What this task involves
Copy every line of the records that includes the word "enumerate".

(Beginning of Source information)

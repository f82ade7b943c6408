//! # Seed Data Generator
//!
//! Populates the database with test data for development.
//!
//! ## Usage
//! ```bash
//! # Generate 50 donors (default)
//! cargo run -p hemovault-db --bin seed
//!
//! # Generate custom amount
//! cargo run -p hemovault-db --bin seed -- --donors 200
//!
//! # Specify database path
//! cargo run -p hemovault-db --bin seed -- --db ./data/hemovault.db
//! ```
//!
//! ## Generated Data
//! - Donors spread across all eight blood groups, a mix of first-timers and
//!   donors with a donation history (so the eligibility roster shows both)
//! - A small staff roster (one per role)
//! - A handful of hospitals
//! - Starting stock per blood group
//! - A queue of open requests with mixed urgency and deadlines

use chrono::{Duration, NaiveDate, Utc};
use std::env;
use tracing_subscriber::EnvFilter;

use hemovault_core::{
    BloodGroup, NewDonor, NewHospital, NewRequest, NewStaff, StaffRole, Units, UrgencyLevel,
};
use hemovault_db::{Database, DbConfig};

/// First names cycled through generated donors.
const FIRST_NAMES: &[&str] = &[
    "Aarav", "Vivaan", "Aditya", "Arjun", "Sai", "Reyansh", "Krishna", "Ishaan", "Rohan", "Kabir",
    "Ananya", "Diya", "Saanvi", "Aadhya", "Kiara", "Meera", "Isha", "Priya", "Riya", "Tara",
];

/// Last names cycled through generated donors.
const LAST_NAMES: &[&str] = &[
    "Sharma", "Verma", "Patel", "Nair", "Iyer", "Reddy", "Singh", "Kumar", "Das", "Mehta",
    "Joshi", "Kulkarni", "Chopra", "Malhotra", "Bose",
];

/// Cities with their states.
const CITIES: &[(&str, &str)] = &[
    ("Pune", "Maharashtra"),
    ("Mumbai", "Maharashtra"),
    ("Bengaluru", "Karnataka"),
    ("Chennai", "Tamil Nadu"),
    ("Hyderabad", "Telangana"),
    ("Delhi", "Delhi"),
];

/// Hospitals registered by the seed.
const HOSPITALS: &[(&str, &str, &str, &str)] = &[
    ("City Care Hospital", "Multi-specialty", "Dr. Rao", "MH-BB-1001"),
    ("Sunrise Medical Centre", "General", "Dr. Kapoor", "MH-BB-1002"),
    ("Lakeview Children's Hospital", "Pediatric", "Dr. Menon", "KA-BB-2001"),
    ("St. Mary's Hospital", "Multi-specialty", "Dr. D'Souza", "TN-BB-3001"),
];

/// Starting stock per blood group (units).
const INITIAL_STOCK: &[(BloodGroup, i64)] = &[
    (BloodGroup::APositive, 25),
    (BloodGroup::ANegative, 8),
    (BloodGroup::BPositive, 30),
    (BloodGroup::BNegative, 5),
    (BloodGroup::ABPositive, 12),
    (BloodGroup::ABNegative, 3),
    (BloodGroup::OPositive, 40),
    (BloodGroup::ONegative, 10),
];

/// Open requests per hospital: (hospital index, group, units, due in days, urgency).
const OPEN_REQUESTS: &[(usize, BloodGroup, i64, i64, UrgencyLevel)] = &[
    (0, BloodGroup::ONegative, 4, 1, UrgencyLevel::Critical),
    (1, BloodGroup::APositive, 2, 3, UrgencyLevel::Urgent),
    (2, BloodGroup::BPositive, 6, 7, UrgencyLevel::Normal),
    (3, BloodGroup::ABNegative, 1, 2, UrgencyLevel::Urgent),
    (0, BloodGroup::OPositive, 3, 10, UrgencyLevel::Normal),
];

#[tokio::main]
async fn main() -> Result<(), Box<dyn std::error::Error>> {
    // RUST_LOG=debug for query-level detail; default keeps the output clean
    let filter = EnvFilter::try_from_default_env()
        .unwrap_or_else(|_| EnvFilter::new("warn,hemovault=info,sqlx=warn"));
    tracing_subscriber::fmt().with_env_filter(filter).init();

    // Parse command line arguments
    let args: Vec<String> = env::args().collect();

    let mut donor_count: usize = 50;
    let mut db_path = String::from("./hemovault_dev.db");

    let mut i = 1;
    while i < args.len() {
        match args[i].as_str() {
            "--donors" | "-n" => {
                if i + 1 < args.len() {
                    donor_count = args[i + 1].parse().unwrap_or(50);
                    i += 1;
                }
            }
            "--db" | "-d" => {
                if i + 1 < args.len() {
                    db_path = args[i + 1].clone();
                    i += 1;
                }
            }
            "--help" | "-h" => {
                println!("HemoVault Seed Data Generator");
                println!();
                println!("Usage: seed [OPTIONS]");
                println!();
                println!("Options:");
                println!("  -n, --donors <N>   Number of donors to generate (default: 50)");
                println!("  -d, --db <PATH>    Database file path (default: ./hemovault_dev.db)");
                println!("  -h, --help         Show this help message");
                return Ok(());
            }
            _ => {}
        }
        i += 1;
    }

    println!("🩸 HemoVault Seed Data Generator");
    println!("================================");
    println!("Database: {}", db_path);
    println!("Donors:   {}", donor_count);
    println!();

    // Connect to database
    let config = DbConfig::new(&db_path);
    let db = Database::new(config).await?;

    println!("✓ Connected to database");
    println!("✓ Migrations applied");

    // Check existing donors
    let existing = db.donors().count().await?;
    if existing > 0 {
        println!("⚠ Database already has {} donors", existing);
        println!("  Skipping seed to avoid duplicates.");
        println!("  Delete the database file to regenerate.");
        return Ok(());
    }

    let today = Utc::now().date_naive();

    // Staff: one member per role
    println!();
    println!("Registering staff...");
    for (idx, role) in [
        StaffRole::Admin,
        StaffRole::Technician,
        StaffRole::Nurse,
        StaffRole::Doctor,
    ]
    .into_iter()
    .enumerate()
    {
        let staff = NewStaff {
            first_name: FIRST_NAMES[idx].to_string(),
            last_name: LAST_NAMES[idx].to_string(),
            email: format!("staff{}@hemovault.example", idx + 1),
            phone: format!("98220{:05}", idx + 1),
            role,
            hire_date: today - Duration::days(400 + idx as i64 * 30),
        };
        db.staff().insert(&staff).await?;
    }
    println!("  Registered 4 staff members");

    // Hospitals
    println!("Registering hospitals...");
    let mut hospital_ids = Vec::with_capacity(HOSPITALS.len());
    for (idx, (name, kind, contact, license)) in HOSPITALS.iter().enumerate() {
        let (city, state) = CITIES[idx % CITIES.len()];
        let hospital = NewHospital {
            hospital_name: name.to_string(),
            hospital_type: kind.to_string(),
            contact_person: contact.to_string(),
            email: format!("hospital{}@hemovault.example", idx + 1),
            phone: format!("020-25{:05}", idx + 100),
            address: format!("{} Hospital Road", idx + 1),
            city: city.to_string(),
            state: state.to_string(),
            pincode: Some(format!("4110{:02}", idx + 1)),
            license_number: license.to_string(),
        };
        let registered = db.hospitals().insert(&hospital).await?;
        hospital_ids.push(registered.hospital_id);
    }
    println!("  Registered {} hospitals", HOSPITALS.len());

    // Donors
    println!("Generating donors...");
    let start = std::time::Instant::now();
    let mut generated = 0;

    for seed in 0..donor_count {
        let donor = generate_donor(seed, today);
        if let Err(e) = db.donors().insert(&donor).await {
            eprintln!("Failed to insert donor {}: {}", donor.email, e);
            continue;
        }
        generated += 1;

        if generated % 100 == 0 {
            println!("  Generated {} donors...", generated);
        }
    }

    let elapsed = start.elapsed();
    println!("  Generated {} donors in {:?}", generated, elapsed);

    // Starting stock
    println!("Stocking shelves...");
    let mut conn = db.pool().acquire().await?;
    for (group, units) in INITIAL_STOCK {
        db.stock()
            .credit(&mut conn, *group, Units::new(*units), None)
            .await?;
    }
    drop(conn);

    let below = db.stock().count_below_threshold().await?;
    println!(
        "  Stocked {} groups ({} below threshold)",
        INITIAL_STOCK.len(),
        below
    );

    // Open requests so the pending queue has content on first launch
    println!("Registering blood requests...");
    for (hospital_idx, blood_group, units, due_in_days, urgency) in OPEN_REQUESTS {
        let request = NewRequest {
            hospital_id: hospital_ids[hospital_idx % hospital_ids.len()],
            blood_group: *blood_group,
            units_requested: Units::new(*units),
            request_date: today,
            required_by_date: today + Duration::days(*due_in_days),
            urgency_level: *urgency,
            remarks: None,
        };
        db.requests().insert(&request).await?;
    }
    println!("  Registered {} open requests", OPEN_REQUESTS.len());

    println!();
    println!("✓ Seed complete!");

    Ok(())
}

/// Generates a single donor with deterministic pseudo-random data.
fn generate_donor(seed: usize, today: NaiveDate) -> NewDonor {
    let first_name = FIRST_NAMES[seed % FIRST_NAMES.len()];
    let last_name = LAST_NAMES[(seed / FIRST_NAMES.len() + seed) % LAST_NAMES.len()];
    let blood_group = BloodGroup::ALL[seed % BloodGroup::ALL.len()];
    let (city, state) = CITIES[seed % CITIES.len()];

    // birth years 1970-2005; day capped at 27 so every month is valid
    let birth_year = 1970 + (seed as i32 * 7) % 36;
    let date_of_birth = NaiveDate::from_ymd_opt(birth_year, (seed as u32 % 12) + 1, (seed as u32 % 27) + 1)
        .unwrap_or_default();

    // every third donor has donated before; stagger how long ago so some are
    // inside the 90-day window and some past it
    let last_donation_date = if seed % 3 == 0 {
        Some(today - Duration::days(20 + (seed as i64 * 13) % 160))
    } else {
        None
    };

    NewDonor {
        first_name: first_name.to_string(),
        last_name: last_name.to_string(),
        email: format!("{}.{}{}@example.com", first_name.to_lowercase(), last_name.to_lowercase(), seed),
        phone: format!("98{:08}", 10000000 + seed),
        blood_group,
        date_of_birth,
        gender: if seed % 2 == 0 { "Male" } else { "Female" }.to_string(),
        address: None,
        city: Some(city.to_string()),
        state: Some(state.to_string()),
        pincode: None,
        last_donation_date,
    }
}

(End of Source information)

Written answer
    .enumerate()
    for (idx, (name, kind, contact, license)) in HOSPITALS.iter().enumerate() {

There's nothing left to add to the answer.